# Here Is An Interesting 5er Floorplan



## Carey (Mar 6, 2012)

I was looking at Heartlands website at the new models they had to offer this year..

I'll be back to hauling rv's for a living in 6-8 weeks(hopefully) Its fun to know all the different floorplans. My company is Heartlands biggest contract hauler.

So anyway here is a new Sundance model.. This would be super cool for a family.. I cant wait to see this model for real!

Here is a link: Click

Here is another with a huge rear loft.. Its new and pretty cool too. Click

What'd ya think? I bet they will be a popular unit!

Carey


----------



## Oregon_Camper (Sep 13, 2004)

Very nice. Like the 3 way bunk house with the sofa. Great kids room!

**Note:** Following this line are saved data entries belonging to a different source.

// Execution Events
// Progress reporting for block executions

use std::time::Duration;
use tokio::sync::mpsc;
use uuid::Uuid;

/// Sender for execution progress events
pub type ProgressSender = mpsc::UnboundedSender<ExecutionEvent>;

/// Receiver for execution progress events
pub type ProgressReceiver = mpsc::UnboundedReceiver<ExecutionEvent>;

/// Create a new progress channel
pub fn progress_channel() -> (ProgressSender, ProgressReceiver) {
    mpsc::unbounded_channel()
}

/// Events emitted while blocks execute
#[derive(Debug, Clone, PartialEq)]
pub enum ExecutionEvent {
    BlockStarted {
        block: String,
        kind: &'static str,
        run_id: Uuid,
        trigger: Option<String>,
    },

    /// A basic block moved between states
    TransitionFired {
        block: String,
        from_state: String,
        to_state: String,
        event: String,
    },

    /// A script published an event
    EventPublished { block: String, event: String },

    /// A composite started a sub-block branch
    SubBlockLaunched {
        composite: String,
        instance: String,
        event: String,
    },

    BlockCompleted {
        block: String,
        output_events: Vec<String>,
        duration: Duration,
    },

    BlockFailed {
        block: String,
        error: String,
        duration: Duration,
    },

    /// Diagnostic raised while a run is in progress
    Warning {
        message: String,
        block: Option<String>,
    },
}

impl ExecutionEvent {
    pub fn block_started(
        block: impl Into<String>,
        kind: &'static str,
        run_id: Uuid,
        trigger: Option<String>,
    ) -> Self {
        Self::BlockStarted {
            block: block.into(),
            kind,
            run_id,
            trigger,
        }
    }

    pub fn transition_fired(
        block: impl Into<String>,
        from_state: impl Into<String>,
        to_state: impl Into<String>,
        event: impl Into<String>,
    ) -> Self {
        Self::TransitionFired {
            block: block.into(),
            from_state: from_state.into(),
            to_state: to_state.into(),
            event: event.into(),
        }
    }

    pub fn event_published(block: impl Into<String>, event: impl Into<String>) -> Self {
        Self::EventPublished {
            block: block.into(),
            event: event.into(),
        }
    }

    pub fn sub_block_launched(
        composite: impl Into<String>,
        instance: impl Into<String>,
        event: impl Into<String>,
    ) -> Self {
        Self::SubBlockLaunched {
            composite: composite.into(),
            instance: instance.into(),
            event: event.into(),
        }
    }

    pub fn block_completed(
        block: impl Into<String>,
        output_events: Vec<String>,
        duration: Duration,
    ) -> Self {
        Self::BlockCompleted {
            block: block.into(),
            output_events,
            duration,
        }
    }

    pub fn block_failed(block: impl Into<String>, error: impl Into<String>, duration: Duration) -> Self {
        Self::BlockFailed {
            block: block.into(),
            error: error.into(),
            duration,
        }
    }

    pub fn warning(message: impl Into<String>, block: Option<String>) -> Self {
        Self::Warning {
            message: message.into(),
            block,
        }
    }
}

/// Helper trait for sending events, ignoring errors (fire-and-forget)
pub trait EventSender {
    fn send_event(&self, event: ExecutionEvent);
}

impl EventSender for ProgressSender {
    fn send_event(&self, event: ExecutionEvent) {
        let _ = self.send(event);
    }
}

impl EventSender for Option<ProgressSender> {
    fn send_event(&self, event: ExecutionEvent) {
        if let Some(sender) = self {
            let _ = sender.send(event);
        }
    }
}

#[cfg(test)]
mod tests {
    use super::*;

    #[tokio::test]
    async fn test_progress_channel() {
        let (tx, mut rx) = progress_channel();
        let run_id = Uuid::new_v4();

        tx.send_event(ExecutionEvent::block_started("Add", "BasicBlock", run_id, None));
        tx.send_event(ExecutionEvent::transition_fired("Add", "Idle", "Idle", "Start"));

        let first = rx.recv().await.unwrap();
        assert!(matches!(first, ExecutionEvent::BlockStarted { run_id: id, .. } if id == run_id));

        let second = rx.recv().await.unwrap();
        assert!(matches!(second, ExecutionEvent::TransitionFired { .. }));
    }

    #[test]
    fn test_closed_channel_is_ignored() {
        let (tx, rx) = progress_channel();
        drop(rx);
        // Should not panic
        tx.send_event(ExecutionEvent::warning("late", None));

        let sender: Option<ProgressSender> = None;
        sender.send_event(ExecutionEvent::warning("nobody listening", None));
    }

    #[test]
    fn test_warning_carries_block() {
        let event = ExecutionEvent::warning("sub-block 'A' failed", Some("Outer".to_string()));
        assert_eq!(
            event,
            ExecutionEvent::Warning {
                message: "sub-block 'A' failed".to_string(),
                block: Some("Outer".to_string()),
            }
        );
    }
}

Now...where do I put my 4 motorcycles?


----------



## Carey (Mar 6, 2012)

Oregon_Camper said:


> Very nice. Like the 3 way bunk house with the sofa. Great kids room!
> 
> Now...where do I put my 4 motorcycles?


Yea good point! Sure aint a toy hauler..

Heartland is supposed to have another toy hauler line out too.. It'd be cool if they'd work that in someway..

I cant remember seeing a model with the front kids room like that.. What a cool idea!

Carey


----------



## rdvholtwood (Sep 18, 2008)

Nice floor plans! I am sure we will be in our current outback for awhile, but, someday down the road, I see a 5ver!


----------



## huntr70 (Jul 8, 2005)

Colorado~DirtBikers said:


> I was looking at Heartlands website at the new models they had to offer this year..
> 
> I'll be back to hauling rv's for a living in 6-8 weeks(hopefully) Its fun to know all the different floorplans. My company is Heartlands biggest contract hauler.
> 
> ...


That first one is just another brand of what we have........










Outback is actully coming out with a front bunk set up as well. The website has a floorplan listed, but no specs yet.










Steve


----------



## dunn4 (Feb 16, 2008)

We came real close to buying a Heartland trailer (they have a nice owner's forum too). The brand is highly recommended and I liked the construction of the trailer. We went with Outback because we needed a shorter length with our tow vehicle and again, it was highly recommended. Plus, we liked what we read on this site as well. We may eventually move to another trailer, but not anytime soon!


----------



## Oregon_Camper (Sep 13, 2004)

huntr70 said:


> I was looking at Heartlands website at the new models they had to offer this year..
> 
> I'll be back to hauling rv's for a living in 6-8 weeks(hopefully) Its fun to know all the different floorplans. My company is Heartlands biggest contract hauler.
> 
> ...


That first one is just another brand of what we have........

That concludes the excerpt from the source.